Eastern Wilderness Areas Act
- Other short titles: Eastern Wilderness Act
- Long title: An Act to further the purposes of the Wilderness Act by designating certain acquired lands for inclusion in the National Wilderness Preservation System, to provide for study of certain additional lands for such inclusion, and for other purposes.
- Enacted by: the 93rd United States Congress
- Effective: January 3, 1975

Citations
- Public law: 93-622
- Statutes at Large: 88 Stat. 3433

Legislative history
- Introduced in the Senate by George Aiken (R–VT) on May 2, 1974; Passed the Senate on May 31, 1974 (passed); Passed the House on December 18, 1974 (passed) with amendment; Senate agreed to House amendment on December 19, 1974 (agreed); Signed into law by President Gerald Ford on January 3, 1975;

= Eastern Wilderness Areas Act =

1975 US federal law

The Eastern Wilderness Areas Act was signed into law by President Gerald Ford on January 3, 1975. The Act designated 16 new wilderness areas in the Eastern United States, including 207000 acre of wilderness on national lands in 13 states. Although it was originally untitled, the bill signed by Ford has come to be known as the Eastern Wilderness Areas Act.
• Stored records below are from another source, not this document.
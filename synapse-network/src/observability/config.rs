//! Tracing configuration.

use serde::{Deserialize, Serialize};
use std::env;
use std::str::FromStr;

/// Log output format.
#[derive(Debug, Clone, Copy, PartialEq, Eq, Default, Serialize, Deserialize)]
#[serde(rename_all = "snake_case")]
pub enum LogFormat {
    /// One JSON object per event.
    Json,
    /// Multi-line human-readable output.
    Pretty,
    /// Single-line output.
    #[default]
    Compact,
}

impl FromStr for LogFormat {
    type Err = String;

    fn from_str(s: &str) -> Result<Self, Self::Err> {
        match s.trim().to_lowercase().as_str() {
            "json" => Ok(Self::Json),
            "pretty" => Ok(Self::Pretty),
            "compact" => Ok(Self::Compact),
            other => Err(format!("unknown log format '{}'", other)),
        }
    }
}

/// Configuration for [`init_tracing`](super::init_tracing).
#[derive(Debug, Clone, Serialize, Deserialize)]
pub struct TracingConfig {
    /// Output format.
    #[serde(default)]
    pub log_format: LogFormat,
    /// `EnvFilter` directive, e.g. `info,synapse_network=debug`.
    #[serde(default = "default_log_filter")]
    pub log_filter: String,
    /// Include file and line of each event.
    #[serde(default)]
    pub include_location: bool,
    /// Include the event target.
    #[serde(default = "default_include_target")]
    pub include_target: bool,
    /// Include the emitting thread's ID.
    #[serde(default)]
    pub include_thread_ids: bool,
}

fn default_log_filter() -> String {
    "info".to_string()
}

fn default_include_target() -> bool {
    true
}

impl Default for TracingConfig {
    fn default() -> Self {
        Self {
            log_format: LogFormat::default(),
            log_filter: default_log_filter(),
            include_location: false,
            include_target: default_include_target(),
            include_thread_ids: false,
        }
    }
}

impl TracingConfig {
    /// Load from environment variables.
    ///
    /// - `SYNAPSE_LOG_FORMAT`: `json`, `pretty` or `compact`. Unset means
    ///   pretty on a terminal and json otherwise.
    /// - `SYNAPSE_LOG_LEVEL`, then `RUST_LOG`: the filter directive.
    /// - `SYNAPSE_LOG_LOCATION`: `true` or `1` to include file and line.
    pub fn from_env() -> Self {
        let log_format = env::var("SYNAPSE_LOG_FORMAT")
            .ok()
            .and_then(|s| s.parse().ok())
            .unwrap_or_else(|| {
                if std::io::IsTerminal::is_terminal(&std::io::stdout()) {
                    LogFormat::Pretty
                } else {
                    LogFormat::Json
                }
            });

        let log_filter = env::var("SYNAPSE_LOG_LEVEL")
            .or_else(|_| env::var("RUST_LOG"))
            .unwrap_or_else(|_| default_log_filter());

        let include_location = env::var("SYNAPSE_LOG_LOCATION")
            .map(|s| s == "true" || s == "1")
            .unwrap_or(false);

        Self {
            log_format,
            log_filter,
            include_location,
            ..Self::default()
        }
    }

    /// Set the output format.
    pub fn with_log_format(mut self, format: LogFormat) -> Self {
        self.log_format = format;
        self
    }

    /// Set the filter directive.
    pub fn with_log_filter(mut self, filter: impl Into<String>) -> Self {
        self.log_filter = filter.into();
        self
    }

    /// Include file and line of each event.
    pub fn with_location(mut self, include: bool) -> Self {
        self.include_location = include;
        self
    }

    /// Include the emitting thread's ID.
    pub fn with_thread_ids(mut self, include: bool) -> Self {
        self.include_thread_ids = include;
        self
    }
}
// region:    --- Imports
use crate::bidding::commands::{handle_place_bid, PlaceBidCommand};
use crate::broadcast::{ObserverGuard, RoomBroadcaster};
use crate::catalog::PostgresCatalogStore;
use crate::database::DatabaseManager;
use crate::notification;
use crate::query;
use axum::extract::{Path, State};
use axum::http::StatusCode;
use axum::response::sse::{Event, KeepAlive};
use axum::response::{IntoResponse, Sse};
use axum::Json;
use std::convert::Infallible;
use std::sync::Arc;
use tokio_stream::wrappers::ReceiverStream;
use tokio_stream::{Stream, StreamExt};
use tracing::{error, info};

// endregion: --- Imports

/// 핸들러 공유 상태
pub type AppState = (
    Arc<DatabaseManager>,
    Arc<RoomBroadcaster>,
    Arc<PostgresCatalogStore>,
);

// region:    --- Command Handlers

/// 입찰 요청 처리
/// 인증은 상위 계층 담당이라 명령 바디의 user_id를 그대로 신뢰한다.
pub async fn handle_bid(
    State((db_manager, broadcaster, _)): State<AppState>,
    Json(cmd): Json<PlaceBidCommand>,
) -> impl IntoResponse {
    match handle_place_bid(cmd, &db_manager, &broadcaster).await {
        Ok(bid) => (
            StatusCode::OK,
            Json(serde_json::json!({
                "message": "입찰이 성공적으로 처리되었습니다.",
                "bid": bid,
            })),
        )
            .into_response(),
        Err(rejection) if rejection.is_store_error() => {
            error!("{:<12} --> 입찰 저장소 오류: {:?}", "Handler", rejection);
            (
                StatusCode::INTERNAL_SERVER_ERROR,
                Json(rejection.response_body()),
            )
                .into_response()
        }
        Err(rejection) => {
            info!(
                "{:<12} --> 입찰 거절: code={}",
                "Handler",
                rejection.code()
            );
            (StatusCode::BAD_REQUEST, Json(rejection.response_body())).into_response()
        }
    }
}

/// 상품 등록 후처리 트리거
/// 상품 행이 커밋된 직후 등록 플로우가 호출한다. 즉시 202를 돌려주고
/// 위시 매칭과 알림 발행은 백그라운드 태스크로 넘긴다.
pub async fn handle_product_created(
    State((db_manager, _, catalog)): State<AppState>,
    Path(product_id): Path<i64>,
) -> impl IntoResponse {
    info!(
        "{:<12} --> 상품 등록 후처리 트리거: product_id={}",
        "Handler", product_id
    );
    notification::dispatch_product_created(db_manager, catalog, product_id);
    (
        StatusCode::ACCEPTED,
        Json(serde_json::json!({
            "message": "위시 매칭이 백그라운드에서 진행됩니다.",
        })),
    )
}

// endregion: --- Command Handlers

// region:    --- Stream Handler

/// 방 실시간 스트림
/// 접속 시점부터의 입찰 수락 이벤트를 SSE로 내려준다.
/// 과거 입찰은 재전송하지 않는다. 늦게 합류하면 그 이전 입찰은 빠진다.
pub async fn handle_room_stream(
    State((_, broadcaster, _)): State<AppState>,
    Path(room_id): Path<i64>,
) -> Sse<impl Stream<Item = Result<Event, Infallible>>> {
    let (observer_id, rx) = broadcaster.subscribe(room_id);
    let guard = ObserverGuard::new(Arc::clone(&broadcaster), room_id, observer_id);

    // 클라이언트가 끊으면 스트림과 함께 가드가 드롭되어 관찰자가 해제된다
    let stream = ReceiverStream::new(rx).map(move |bid| {
        let _ = &guard;
        let event = Event::default()
            .json_data(&bid)
            .unwrap_or_else(|_| Event::default().data("{}"));
        Ok::<Event, Infallible>(event)
    });

    Sse::new(stream).keep_alive(KeepAlive::default())
}

// endregion: --- Stream Handler

// region:    --- Query Handlers

/// 방 상태 조회
pub async fn handle_get_room_state(
    State((db_manager, _, _)): State<AppState>,
    Path(room_id): Path<i64>,
) -> impl IntoResponse {
    info!("{:<12} --> 방 상태 조회 id: {}", "HandlerQuery", room_id);
    match query::handlers::get_room_state(&db_manager, room_id).await {
        Ok(state) => Json(state).into_response(),
        Err(e) => (StatusCode::INTERNAL_SERVER_ERROR, e.to_string()).into_response(),
    }
}

/// 최고 입찰가 조회
pub async fn handle_get_highest_bid(
    State((db_manager, _, _)): State<AppState>,
    Path(room_id): Path<i64>,
) -> impl IntoResponse {
    info!(
        "{:<12} --> 최고 입찰가 조회 id: {}",
        "HandlerQuery", room_id
    );
    match query::handlers::get_highest_bid(&db_manager, room_id).await {
        Ok(price) => Json(price).into_response(),
        Err(e) => (StatusCode::INTERNAL_SERVER_ERROR, e.to_string()).into_response(),
    }
}

/// 입찰 이력 조회
pub async fn handle_get_bid_history(
    State((db_manager, _, _)): State<AppState>,
    Path(room_id): Path<i64>,
) -> impl IntoResponse {
    info!("{:<12} --> 입찰 이력 조회 id: {}", "HandlerQuery", room_id);
    match query::handlers::get_bid_history(&db_manager, room_id).await {
        Ok(history) => Json(history).into_response(),
        Err(e) => (StatusCode::INTERNAL_SERVER_ERROR, e.to_string()).into_response(),
    }
}

// endregion: --- Query Handlers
The Act built upon the Wilderness Act, which was written by Howard Zahniser of The Wilderness Society and signed into law by President Lyndon B. Johnson in 1964. While the Wilderness Act created the legal definition of wilderness in the United States, the Eastern Wilderness Areas Act applied only to land east of the 100th meridian west.

==Background==
In 1964, both the Forest Service and Congress agreed that eastern areas would have qualified as wilderness. However, six years later, the Forest Service opposed congressional designation of new wilderness areas in West Virginia with land use histories of logging. In 1971, it adopted a "purity" interpretation for wilderness designation so that no eastern or western lands with a history of human disturbance could qualify as wilderness.
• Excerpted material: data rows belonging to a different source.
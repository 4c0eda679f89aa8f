/// 입찰 원장
/// 방 행을 잠근 단일 트랜잭션 안에서 전제 조건 검사와 최고가 교체를 수행한다.
/// 같은 방을 향한 동시 입찰은 행 잠금으로 직렬화되고,
/// 두 번째로 잠금을 잡은 쪽은 방금 갱신된 최고가를 기준으로 재평가된다.
// region:    --- Imports
use crate::bidding::model::{Bid, BidBroadcast, BidRejection};
use crate::broadcast::RoomBroadcaster;
use crate::database::DatabaseManager;
use chrono::{DateTime, Utc};
use serde::{Deserialize, Serialize};
use sqlx::Row;
use tracing::info;
// endregion: --- Imports

// region:    --- Queries

/// 방 행과 상품 행을 함께 잠근다. 최고가 포인터와 판매 여부가
/// 같은 트랜잭션 경계 안에서 읽히고 쓰이도록 하는 잠금이다.
const LOCK_ROOM_FOR_BID: &str = r#"
    SELECT r.closing_time, r.highest_bid_id,
           p.price AS listed_price, p.seller_id, p.buyer_id
    FROM rooms r
    JOIN products p ON p.id = r.product_id
    WHERE r.id = $1
    FOR UPDATE OF r, p
"#;

const GET_HIGHEST_BID_PRICE: &str = "SELECT price FROM bids WHERE id = $1";

const INSERT_BID: &str = r#"
    INSERT INTO bids (room_id, user_id, price, is_highest, created_at)
    VALUES ($1, $2, $3, TRUE, $4)
    RETURNING id, room_id, user_id, price, is_highest, created_at
"#;

const UNLINK_PREVIOUS_HIGHEST: &str = "UPDATE bids SET is_highest = FALSE WHERE id = $1";

const UPDATE_ROOM_HIGHEST: &str = "UPDATE rooms SET highest_bid_id = $1 WHERE id = $2";

// endregion: --- Queries

// region:    --- Commands

/// 입찰 명령
#[derive(Debug, Serialize, Deserialize, Clone)]
pub struct PlaceBidCommand {
    pub room_id: i64,
    pub user_id: i64,
    pub price: i64,
}

/// 입찰 처리
/// 성공 시 수락된 입찰을 반환하고, 커밋이 끝난 뒤에야 방 관찰자에게 전파한다.
/// 실패 시 트랜잭션은 롤백되며 부분 상태는 남지 않는다.
pub async fn handle_place_bid(
    cmd: PlaceBidCommand,
    db_manager: &DatabaseManager,
    broadcaster: &RoomBroadcaster,
) -> Result<Bid, BidRejection> {
    info!("{:<12} --> 입찰 요청 처리 시작: {:?}", "Command", cmd);

    // 금액 검증은 잠금을 잡기 전에 끝낸다
    if cmd.price <= 0 {
        return Err(BidRejection::InvalidPrice);
    }

    let PlaceBidCommand {
        room_id,
        user_id,
        price,
    } = cmd;

    let accepted = db_manager
        .transaction(move |tx| {
            Box::pin(async move {
                // 방 + 상품 행 잠금, 이후 검증과 쓰기는 전부 이 잠금 아래에서 진행
                let row = sqlx::query(LOCK_ROOM_FOR_BID)
                    .bind(room_id)
                    .fetch_optional(&mut **tx)
                    .await?;

                let row = match row {
                    Some(row) => row,
                    None => return Err(BidRejection::RoomNotFound),
                };

                let closing_time: DateTime<Utc> = row.get("closing_time");
                let highest_bid_id: Option<i64> = row.get("highest_bid_id");
                let listed_price: i64 = row.get("listed_price");
                let seller_id: i64 = row.get("seller_id");
                let buyer_id: Option<i64> = row.get("buyer_id");

                // 이미 구매자가 확정된 상품은 입찰 불가
                if buyer_id.is_some() {
                    return Err(BidRejection::AlreadySold);
                }

                // 판매자 본인 입찰 차단
                if seller_id == user_id {
                    return Err(BidRejection::OwnProduct);
                }

                // 마감은 제출 시점에 지연 판정한다
                let now = Utc::now();
                if now >= closing_time {
                    return Err(BidRejection::AlreadyClosed);
                }

                // 기준 가격: 현재 최고 입찰가, 없으면 상품 시작가
                let current_price = match highest_bid_id {
                    Some(bid_id) => {
                        sqlx::query_scalar::<_, i64>(GET_HIGHEST_BID_PRICE)
                            .bind(bid_id)
                            .fetch_one(&mut **tx)
                            .await?
                    }
                    None => listed_price,
                };

                if price <= current_price {
                    return Err(BidRejection::LowBid { current_price });
                }

                // 직전 최고 입찰 해제 → 새 입찰 삽입 → 방 포인터 갱신
                // 해제를 먼저 해야 방당 최고 입찰 1건 유니크 제약을 지킨다
                if let Some(previous_id) = highest_bid_id {
                    sqlx::query(UNLINK_PREVIOUS_HIGHEST)
                        .bind(previous_id)
                        .execute(&mut **tx)
                        .await?;
                }

                let bid = sqlx::query_as::<_, Bid>(INSERT_BID)
                    .bind(room_id)
                    .bind(user_id)
                    .bind(price)
                    .bind(now)
                    .fetch_one(&mut **tx)
                    .await?;

                sqlx::query(UPDATE_ROOM_HIGHEST)
                    .bind(bid.id)
                    .bind(room_id)
                    .execute(&mut **tx)
                    .await?;

                Ok(bid)
            })
        })
        .await?;

    info!(
        "{:<12} --> 입찰 수락: room_id={}, bid_id={}, price={}",
        "Command", accepted.room_id, accepted.id, accepted.price
    );

    // 커밋 이후에만 전파한다. 전파 실패는 수락된 입찰에 영향을 주지 않는다.
    let delivered = broadcaster.publish(accepted.room_id, &BidBroadcast::from(&accepted));
    info!(
        "{:<12} --> 입찰 전파: room_id={}, 관찰자 {}명에게 전달",
        "Command", accepted.room_id, delivered
    );

    Ok(accepted)
}

// endregion: --- Commands
/// 알림 발행기
/// 매칭된 위시의 상태 전환과 알림 생성을 하나의 트랜잭션으로 묶는다.
/// 상품 등록 요청과는 분리된 최선 노력 경로라 실패해도 등록은 성공한다.
// region:    --- Imports
use crate::catalog::{CatalogStore, PostgresCatalogStore, ProductDetail};
use crate::database::DatabaseManager;
use crate::wish::{self, WishMatches};
use chrono::Utc;
use std::sync::Arc;
use tracing::{error, info};
// endregion: --- Imports

// region:    --- Queries

const MARK_WISHES_AVAILABLE: &str = "UPDATE wishes SET status = 'AVAILABLE' WHERE id = ANY($1)";

const INSERT_NOTIFICATION: &str = r#"
    INSERT INTO notifications (user_id, title, description, link, created_at)
    VALUES ($1, $2, $3, $4, $5)
"#;

// endregion: --- Queries

// region:    --- Notification Emitter

/// 상품 등록 트리거
/// 상품 행이 커밋된 직후 호출된다. 매칭과 발행은 분리된 태스크로 넘어가
/// 호출자는 기다리지 않고, 여기서 난 실패가 등록 요청으로 올라가지 않는다.
pub fn dispatch_product_created(
    db_manager: Arc<DatabaseManager>,
    catalog: Arc<PostgresCatalogStore>,
    product_id: i64,
) {
    tokio::spawn(async move {
        if let Err(e) = notify_matching_wishes(&db_manager, &*catalog, product_id).await {
            error!(
                "{:<12} --> 위시 알림 처리 실패: product_id={}, {:?}",
                "Notify", product_id, e
            );
        }
    });
}

/// 매칭 계산 후 상태 전환과 알림 생성까지 수행
pub async fn notify_matching_wishes(
    db_manager: &DatabaseManager,
    catalog: &(impl CatalogStore + Sync),
    product_id: i64,
) -> Result<(), sqlx::Error> {
    let product = catalog.get_product(product_id).await?;
    let matches = wish::find_matches(catalog, &product).await?;

    if matches.is_empty() {
        info!("{:<12} --> 매칭된 위시 없음: product_id={}", "Notify", product_id);
        return Ok(());
    }

    if let Err(e) = emit(db_manager, &product, &matches).await {
        // 재현에 필요한 입력(상품, 계산된 id 집합)을 전부 남기고 삼킨다
        error!(
            "{:<12} --> 알림 발행 실패: product_id={}, wish_ids={:?}, user_ids={:?}, {:?}",
            "Notify", product_id, matches.wish_ids, matches.user_ids, e
        );
        return Ok(());
    }

    info!(
        "{:<12} --> 알림 발행 완료: product_id={}, 위시 {}건, 알림 {}건",
        "Notify",
        product_id,
        matches.wish_ids.len(),
        matches.user_ids.len()
    );
    Ok(())
}

/// 상태 전환 + 알림 생성
/// 매칭된 위시 전체를 AVAILABLE로 바꾸고 사용자당 알림 한 건을 만든다.
/// 전부 반영되거나 전부 반영되지 않거나 둘 중 하나다.
pub async fn emit(
    db_manager: &DatabaseManager,
    product: &ProductDetail,
    matches: &WishMatches,
) -> Result<(), sqlx::Error> {
    let wish_ids = matches.wish_ids.clone();
    let user_ids = matches.user_ids.clone();
    let link = format!("/products/{}", product.slug);
    let title = format!("관심 상품 입고: {}", product.model_name);
    let description = format!(
        "{}님이 등록한 {} 상품이 관심 가격대에 올라왔습니다.",
        product.seller_name, product.model_name
    );

    db_manager
        .transaction::<_, _, sqlx::Error>(move |tx| {
            Box::pin(async move {
                sqlx::query(MARK_WISHES_AVAILABLE)
                    .bind(&wish_ids)
                    .execute(&mut **tx)
                    .await?;

                let now = Utc::now();
                for &user_id in &user_ids {
                    sqlx::query(INSERT_NOTIFICATION)
                        .bind(user_id)
                        .bind(&title)
                        .bind(&description)
                        .bind(&link)
                        .bind(now)
                        .execute(&mut **tx)
                        .await?;
                }
                Ok(())
            })
        })
        .await
}

// endregion: --- Notification Emitter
The Forest Service drafted its own bill as an alternative "to establish a system of wild areas within the land of the national forest system" that would have allowed cutting trees to "improve" wildlife habitat and recreation. The organization described the bill as necessary because eastern areas "do not meet the strict criteria of the Wilderness Act." Members of Congress who championed the Wilderness Act resolved to overturn the misconception that wilderness areas included only those "pristine" in nature. Senator Henry Jackson warned of this "serious and fundamental misinterpretation of the Wilderness Act" and pledged himself to correct the falsity of the so-called purity theory. Senator Frank Church, who had been leader of the Senate debate on the Wilderness Act, observed that "the effect of such an interpretation would be to automatically disqualify almost everything, for few if any lands on this continent—or any other—have escaped man’s imprint to some degree."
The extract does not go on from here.